** ABOUT THIS EXERCISE **
Only one stretch of the listing below is wanted. Begin at the line that has "use std::process::Command as ProcessCommand;", stop after the line that has "most editors add.", and repeat every line in between exactly.

** RECORDS PROVIDED **
- - - - -

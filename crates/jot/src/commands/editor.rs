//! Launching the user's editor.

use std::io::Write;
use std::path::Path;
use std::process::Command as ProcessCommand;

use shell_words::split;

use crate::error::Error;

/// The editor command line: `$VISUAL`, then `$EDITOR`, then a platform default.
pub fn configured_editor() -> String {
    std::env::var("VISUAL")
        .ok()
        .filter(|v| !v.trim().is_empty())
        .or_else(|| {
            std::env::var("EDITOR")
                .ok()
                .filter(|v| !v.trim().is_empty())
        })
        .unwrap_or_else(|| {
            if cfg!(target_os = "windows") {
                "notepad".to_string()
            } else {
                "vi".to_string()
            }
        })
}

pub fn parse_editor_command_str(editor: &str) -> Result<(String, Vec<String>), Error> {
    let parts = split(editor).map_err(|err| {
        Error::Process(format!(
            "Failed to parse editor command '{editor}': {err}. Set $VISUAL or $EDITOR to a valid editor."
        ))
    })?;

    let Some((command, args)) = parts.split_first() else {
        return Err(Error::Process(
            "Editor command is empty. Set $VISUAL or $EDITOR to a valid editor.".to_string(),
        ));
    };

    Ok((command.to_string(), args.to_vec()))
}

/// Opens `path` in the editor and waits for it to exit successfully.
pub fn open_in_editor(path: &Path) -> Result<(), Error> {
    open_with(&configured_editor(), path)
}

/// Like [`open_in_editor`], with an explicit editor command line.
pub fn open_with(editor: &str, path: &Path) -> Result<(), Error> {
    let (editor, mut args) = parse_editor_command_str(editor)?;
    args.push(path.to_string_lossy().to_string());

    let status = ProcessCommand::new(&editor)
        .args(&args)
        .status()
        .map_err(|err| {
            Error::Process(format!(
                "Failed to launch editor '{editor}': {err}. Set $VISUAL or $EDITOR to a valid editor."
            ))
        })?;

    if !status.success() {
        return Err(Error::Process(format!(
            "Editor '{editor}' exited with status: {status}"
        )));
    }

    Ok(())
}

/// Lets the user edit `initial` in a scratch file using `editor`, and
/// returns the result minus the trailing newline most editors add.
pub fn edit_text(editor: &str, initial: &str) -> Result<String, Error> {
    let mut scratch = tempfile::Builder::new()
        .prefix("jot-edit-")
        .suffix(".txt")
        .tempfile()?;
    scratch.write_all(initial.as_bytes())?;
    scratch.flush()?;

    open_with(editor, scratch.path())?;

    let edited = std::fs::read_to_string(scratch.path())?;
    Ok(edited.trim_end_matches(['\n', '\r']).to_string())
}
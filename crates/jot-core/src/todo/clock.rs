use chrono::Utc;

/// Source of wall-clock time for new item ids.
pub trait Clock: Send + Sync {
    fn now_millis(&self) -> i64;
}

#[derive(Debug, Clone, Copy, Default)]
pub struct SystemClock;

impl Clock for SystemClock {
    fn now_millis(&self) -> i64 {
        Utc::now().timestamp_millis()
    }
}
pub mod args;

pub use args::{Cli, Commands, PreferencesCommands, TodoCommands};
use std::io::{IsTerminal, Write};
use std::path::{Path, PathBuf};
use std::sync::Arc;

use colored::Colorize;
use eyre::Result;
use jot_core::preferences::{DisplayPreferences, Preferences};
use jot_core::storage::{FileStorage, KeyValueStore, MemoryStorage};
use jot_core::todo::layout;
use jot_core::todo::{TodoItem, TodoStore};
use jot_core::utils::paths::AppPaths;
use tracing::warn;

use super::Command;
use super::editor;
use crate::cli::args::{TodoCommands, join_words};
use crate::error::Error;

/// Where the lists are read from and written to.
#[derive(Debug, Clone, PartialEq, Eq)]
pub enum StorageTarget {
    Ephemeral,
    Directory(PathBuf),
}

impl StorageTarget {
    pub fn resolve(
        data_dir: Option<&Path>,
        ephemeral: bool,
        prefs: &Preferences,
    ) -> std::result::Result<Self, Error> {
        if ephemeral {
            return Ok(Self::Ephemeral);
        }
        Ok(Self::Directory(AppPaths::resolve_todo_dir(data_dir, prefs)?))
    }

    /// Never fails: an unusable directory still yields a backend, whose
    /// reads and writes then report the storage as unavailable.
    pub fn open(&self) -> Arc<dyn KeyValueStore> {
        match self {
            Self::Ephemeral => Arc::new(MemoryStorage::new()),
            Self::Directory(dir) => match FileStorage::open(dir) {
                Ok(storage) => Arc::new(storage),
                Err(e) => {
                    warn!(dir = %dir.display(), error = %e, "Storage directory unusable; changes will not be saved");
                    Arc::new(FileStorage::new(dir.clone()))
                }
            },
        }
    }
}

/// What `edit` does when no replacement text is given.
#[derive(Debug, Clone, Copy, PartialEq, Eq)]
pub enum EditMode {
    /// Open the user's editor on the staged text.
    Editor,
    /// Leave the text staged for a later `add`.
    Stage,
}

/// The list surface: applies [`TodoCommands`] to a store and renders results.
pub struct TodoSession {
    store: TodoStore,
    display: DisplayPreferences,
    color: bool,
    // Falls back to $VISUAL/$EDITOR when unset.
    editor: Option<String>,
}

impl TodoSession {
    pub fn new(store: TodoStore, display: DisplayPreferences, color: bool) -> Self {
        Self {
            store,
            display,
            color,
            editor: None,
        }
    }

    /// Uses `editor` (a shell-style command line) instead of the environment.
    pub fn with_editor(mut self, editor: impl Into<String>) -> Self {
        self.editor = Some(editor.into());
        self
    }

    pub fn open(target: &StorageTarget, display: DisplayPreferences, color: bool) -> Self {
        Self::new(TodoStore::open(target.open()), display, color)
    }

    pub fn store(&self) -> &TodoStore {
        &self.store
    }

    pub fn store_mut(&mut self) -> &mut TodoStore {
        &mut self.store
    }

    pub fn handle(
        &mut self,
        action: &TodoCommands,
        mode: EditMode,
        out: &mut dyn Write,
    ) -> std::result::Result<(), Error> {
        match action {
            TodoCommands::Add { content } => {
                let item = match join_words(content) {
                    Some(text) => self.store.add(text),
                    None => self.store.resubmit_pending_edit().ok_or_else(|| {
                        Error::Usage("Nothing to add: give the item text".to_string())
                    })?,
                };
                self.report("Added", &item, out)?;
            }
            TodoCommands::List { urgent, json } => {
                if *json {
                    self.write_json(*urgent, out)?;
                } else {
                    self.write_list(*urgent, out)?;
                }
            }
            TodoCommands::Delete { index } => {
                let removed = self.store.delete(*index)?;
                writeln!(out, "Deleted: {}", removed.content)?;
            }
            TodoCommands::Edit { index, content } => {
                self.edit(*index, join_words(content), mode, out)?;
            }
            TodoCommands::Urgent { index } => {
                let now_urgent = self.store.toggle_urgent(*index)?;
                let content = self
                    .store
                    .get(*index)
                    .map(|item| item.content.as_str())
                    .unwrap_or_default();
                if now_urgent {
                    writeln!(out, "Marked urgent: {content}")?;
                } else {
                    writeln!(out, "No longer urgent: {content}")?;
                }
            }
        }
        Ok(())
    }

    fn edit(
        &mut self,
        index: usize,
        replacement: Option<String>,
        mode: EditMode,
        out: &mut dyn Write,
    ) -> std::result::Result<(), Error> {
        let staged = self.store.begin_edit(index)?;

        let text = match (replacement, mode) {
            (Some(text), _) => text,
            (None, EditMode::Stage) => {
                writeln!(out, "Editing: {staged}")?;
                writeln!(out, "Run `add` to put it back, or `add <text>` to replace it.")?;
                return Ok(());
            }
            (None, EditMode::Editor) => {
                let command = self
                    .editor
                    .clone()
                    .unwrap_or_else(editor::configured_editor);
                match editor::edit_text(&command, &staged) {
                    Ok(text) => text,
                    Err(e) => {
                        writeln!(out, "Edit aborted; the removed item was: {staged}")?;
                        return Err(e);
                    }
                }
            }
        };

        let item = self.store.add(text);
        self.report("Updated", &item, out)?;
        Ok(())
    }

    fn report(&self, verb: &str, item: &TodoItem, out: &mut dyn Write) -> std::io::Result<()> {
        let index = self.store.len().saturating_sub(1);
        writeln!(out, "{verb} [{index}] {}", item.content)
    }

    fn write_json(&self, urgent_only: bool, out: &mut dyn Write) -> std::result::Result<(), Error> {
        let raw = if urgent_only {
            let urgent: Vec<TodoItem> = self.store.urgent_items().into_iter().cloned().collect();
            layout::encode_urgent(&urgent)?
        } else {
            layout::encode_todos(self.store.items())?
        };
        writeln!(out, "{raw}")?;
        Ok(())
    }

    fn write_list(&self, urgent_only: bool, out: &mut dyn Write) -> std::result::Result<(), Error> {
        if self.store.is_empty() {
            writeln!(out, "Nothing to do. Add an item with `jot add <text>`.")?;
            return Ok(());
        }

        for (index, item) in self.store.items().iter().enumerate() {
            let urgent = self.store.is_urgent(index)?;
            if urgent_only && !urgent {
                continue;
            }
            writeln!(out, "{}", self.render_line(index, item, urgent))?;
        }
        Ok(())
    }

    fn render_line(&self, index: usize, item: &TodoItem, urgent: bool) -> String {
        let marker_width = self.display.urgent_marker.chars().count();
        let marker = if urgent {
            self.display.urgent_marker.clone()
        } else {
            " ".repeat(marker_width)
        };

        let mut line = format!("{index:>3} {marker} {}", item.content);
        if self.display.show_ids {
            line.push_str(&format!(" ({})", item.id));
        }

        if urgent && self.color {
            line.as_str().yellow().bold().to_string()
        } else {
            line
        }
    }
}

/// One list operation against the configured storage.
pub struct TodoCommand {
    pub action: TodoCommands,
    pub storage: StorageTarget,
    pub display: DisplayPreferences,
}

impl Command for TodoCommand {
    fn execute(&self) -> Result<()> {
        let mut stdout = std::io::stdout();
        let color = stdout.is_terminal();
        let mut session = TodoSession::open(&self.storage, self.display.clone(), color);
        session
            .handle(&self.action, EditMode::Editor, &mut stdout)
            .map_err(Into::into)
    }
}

- - - - -

** OUTPUT FOR THIS EXERCISE **
use std::process::Command as ProcessCommand;

use shell_words::split;

use crate::error::Error;

/// The editor command line: `$VISUAL`, then `$EDITOR`, then a platform default.
pub fn configured_editor() -> String {
    std::env::var("VISUAL")
        .ok()
        .filter(|v| !v.trim().is_empty())
        .or_else(|| {
            std::env::var("EDITOR")
                .ok()
                .filter(|v| !v.trim().is_empty())
        })
        .unwrap_or_else(|| {
            if cfg!(target_os = "windows") {
                "notepad".to_string()
            } else {
                "vi".to_string()
            }
        })
}

pub fn parse_editor_command_str(editor: &str) -> Result<(String, Vec<String>), Error> {
    let parts = split(editor).map_err(|err| {
        Error::Process(format!(
            "Failed to parse editor command '{editor}': {err}. Set $VISUAL or $EDITOR to a valid editor."
        ))
    })?;

    let Some((command, args)) = parts.split_first() else {
        return Err(Error::Process(
            "Editor command is empty. Set $VISUAL or $EDITOR to a valid editor.".to_string(),
        ));
    };

    Ok((command.to_string(), args.to_vec()))
}

/// Opens `path` in the editor and waits for it to exit successfully.
pub fn open_in_editor(path: &Path) -> Result<(), Error> {
    open_with(&configured_editor(), path)
}

/// Like [`open_in_editor`], with an explicit editor command line.
pub fn open_with(editor: &str, path: &Path) -> Result<(), Error> {
    let (editor, mut args) = parse_editor_command_str(editor)?;
    args.push(path.to_string_lossy().to_string());

    let status = ProcessCommand::new(&editor)
        .args(&args)
        .status()
        .map_err(|err| {
            Error::Process(format!(
                "Failed to launch editor '{editor}': {err}. Set $VISUAL or $EDITOR to a valid editor."
            ))
        })?;

    if !status.success() {
        return Err(Error::Process(format!(
            "Editor '{editor}' exited with status: {status}"
        )));
    }

    Ok(())
}

/// Lets the user edit `initial` in a scratch file using `editor`, and
/// returns the result minus the trailing newline most editors add.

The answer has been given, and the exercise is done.